WHAT YOU HAVE TO DO: Please return every record below exactly as it stands.

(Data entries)
..........
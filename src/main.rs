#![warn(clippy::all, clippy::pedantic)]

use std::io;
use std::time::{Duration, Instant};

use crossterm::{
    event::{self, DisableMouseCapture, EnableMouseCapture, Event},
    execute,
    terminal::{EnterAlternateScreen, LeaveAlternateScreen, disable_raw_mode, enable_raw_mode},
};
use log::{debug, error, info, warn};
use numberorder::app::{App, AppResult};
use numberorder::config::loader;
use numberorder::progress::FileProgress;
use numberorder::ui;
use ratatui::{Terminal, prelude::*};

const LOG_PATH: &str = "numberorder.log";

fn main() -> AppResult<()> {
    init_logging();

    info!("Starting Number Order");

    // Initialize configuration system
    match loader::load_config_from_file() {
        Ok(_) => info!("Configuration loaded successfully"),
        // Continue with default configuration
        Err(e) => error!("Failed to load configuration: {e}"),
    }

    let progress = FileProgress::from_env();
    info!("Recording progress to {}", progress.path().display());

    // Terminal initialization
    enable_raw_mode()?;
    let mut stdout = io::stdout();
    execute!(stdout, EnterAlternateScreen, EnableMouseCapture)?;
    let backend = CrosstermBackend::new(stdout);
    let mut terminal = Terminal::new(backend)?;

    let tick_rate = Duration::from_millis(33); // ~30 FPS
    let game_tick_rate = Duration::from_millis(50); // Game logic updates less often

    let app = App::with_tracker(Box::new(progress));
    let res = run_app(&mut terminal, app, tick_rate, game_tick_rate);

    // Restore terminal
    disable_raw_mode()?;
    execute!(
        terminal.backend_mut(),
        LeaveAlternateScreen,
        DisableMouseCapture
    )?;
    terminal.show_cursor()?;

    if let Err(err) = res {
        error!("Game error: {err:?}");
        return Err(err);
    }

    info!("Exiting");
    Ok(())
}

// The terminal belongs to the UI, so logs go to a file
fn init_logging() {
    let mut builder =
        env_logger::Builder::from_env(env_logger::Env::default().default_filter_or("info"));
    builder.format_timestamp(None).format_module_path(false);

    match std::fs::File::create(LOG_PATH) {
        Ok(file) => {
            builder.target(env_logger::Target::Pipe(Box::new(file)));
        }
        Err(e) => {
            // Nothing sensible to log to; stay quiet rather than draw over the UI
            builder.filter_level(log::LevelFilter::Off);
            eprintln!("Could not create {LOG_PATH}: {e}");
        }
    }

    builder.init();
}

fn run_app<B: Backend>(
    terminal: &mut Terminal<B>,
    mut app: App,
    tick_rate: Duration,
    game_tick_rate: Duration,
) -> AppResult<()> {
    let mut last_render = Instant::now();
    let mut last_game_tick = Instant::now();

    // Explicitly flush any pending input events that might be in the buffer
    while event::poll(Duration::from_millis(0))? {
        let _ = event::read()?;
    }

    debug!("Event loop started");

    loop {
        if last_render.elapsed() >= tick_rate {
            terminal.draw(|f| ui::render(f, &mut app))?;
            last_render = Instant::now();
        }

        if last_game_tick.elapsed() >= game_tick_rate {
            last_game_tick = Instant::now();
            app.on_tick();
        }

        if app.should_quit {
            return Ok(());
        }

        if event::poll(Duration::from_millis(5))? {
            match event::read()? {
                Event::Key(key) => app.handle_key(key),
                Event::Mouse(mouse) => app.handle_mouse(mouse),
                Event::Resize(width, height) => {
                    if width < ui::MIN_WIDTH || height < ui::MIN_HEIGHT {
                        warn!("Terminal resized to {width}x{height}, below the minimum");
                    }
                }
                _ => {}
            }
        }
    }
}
..........
REPLY:
filename src/main.rs
#![warn(clippy::all, clippy::pedantic)]

use std::io;
use std::time::{Duration, Instant};

use crossterm::{
    event::{self, DisableMouseCapture, EnableMouseCapture, Event},
    execute,
    terminal::{EnterAlternateScreen, LeaveAlternateScreen, disable_raw_mode, enable_raw_mode},
};
use log::{debug, error, info, warn};
use numberorder::app::{App, AppResult};
use numberorder::config::loader;
use numberorder::progress::FileProgress;
use numberorder::ui;
use ratatui::{Terminal, prelude::*};

const LOG_PATH: &str = "numberorder.log";

fn main() -> AppResult<()> {
    init_logging();

    info!("Starting Number Order");

    // Initialize configuration system
    match loader::load_config_from_file() {
        Ok(_) => info!("Configuration loaded successfully"),
        // Continue with default configuration
        Err(e) => error!("Failed to load configuration: {e}"),
    }

    let progress = FileProgress::from_env();
    info!("Recording progress to {}", progress.path().display());

    // Terminal initialization
    enable_raw_mode()?;
    let mut stdout = io::stdout();
    execute!(stdout, EnterAlternateScreen, EnableMouseCapture)?;
    let backend = CrosstermBackend::new(stdout);
    let mut terminal = Terminal::new(backend)?;

    let tick_rate = Duration::from_millis(33); // ~30 FPS
    let game_tick_rate = Duration::from_millis(50); // Game logic updates less often

    let app = App::with_tracker(Box::new(progress));
    let res = run_app(&mut terminal, app, tick_rate, game_tick_rate);

    // Restore terminal
    disable_raw_mode()?;
    execute!(
        terminal.backend_mut(),
        LeaveAlternateScreen,
        DisableMouseCapture
    )?;
    terminal.show_cursor()?;

    if let Err(err) = res {
        error!("Game error: {err:?}");
        return Err(err);
    }

    info!("Exiting");
    Ok(())
}

// The terminal belongs to the UI, so logs go to a file
fn init_logging() {
    let mut builder =
        env_logger::Builder::from_env(env_logger::Env::default().default_filter_or("info"));
    builder.format_timestamp(None).format_module_path(false);

    match std::fs::File::create(LOG_PATH) {
        Ok(file) => {
            builder.target(env_logger::Target::Pipe(Box::new(file)));
        }
        Err(e) => {
            // Nothing sensible to log to; stay quiet rather than draw over the UI
            builder.filter_level(log::LevelFilter::Off);
            eprintln!("Could not create {LOG_PATH}: {e}");
        }
    }

    builder.init();
}

fn run_app<B: Backend>(
    terminal: &mut Terminal<B>,
    mut app: App,
    tick_rate: Duration,
    game_tick_rate: Duration,
) -> AppResult<()> {
    let mut last_render = Instant::now();
    let mut last_game_tick = Instant::now();

    // Explicitly flush any pending input events that might be in the buffer
    while event::poll(Duration::from_millis(0))? {
        let _ = event::read()?;
    }

    debug!("Event loop started");

    loop {
        if last_render.elapsed() >= tick_rate {
            terminal.draw(|f| ui::render(f, &mut app))?;
            last_render = Instant::now();
        }

        if last_game_tick.elapsed() >= game_tick_rate {
            last_game_tick = Instant::now();
            app.on_tick();
        }

        if app.should_quit {
            return Ok(());
        }

        if event::poll(Duration::from_millis(5))? {
            match event::read()? {
                Event::Key(key) => app.handle_key(key),
                Event::Mouse(mouse) => app.handle_mouse(mouse),
                Event::Resize(width, height) => {
                    if width < ui::MIN_WIDTH || height < ui::MIN_HEIGHT {
                        warn!("Terminal resized to {width}x{height}, below the minimum");
                    }
                }
                _ => {}
            }
        }
    }
}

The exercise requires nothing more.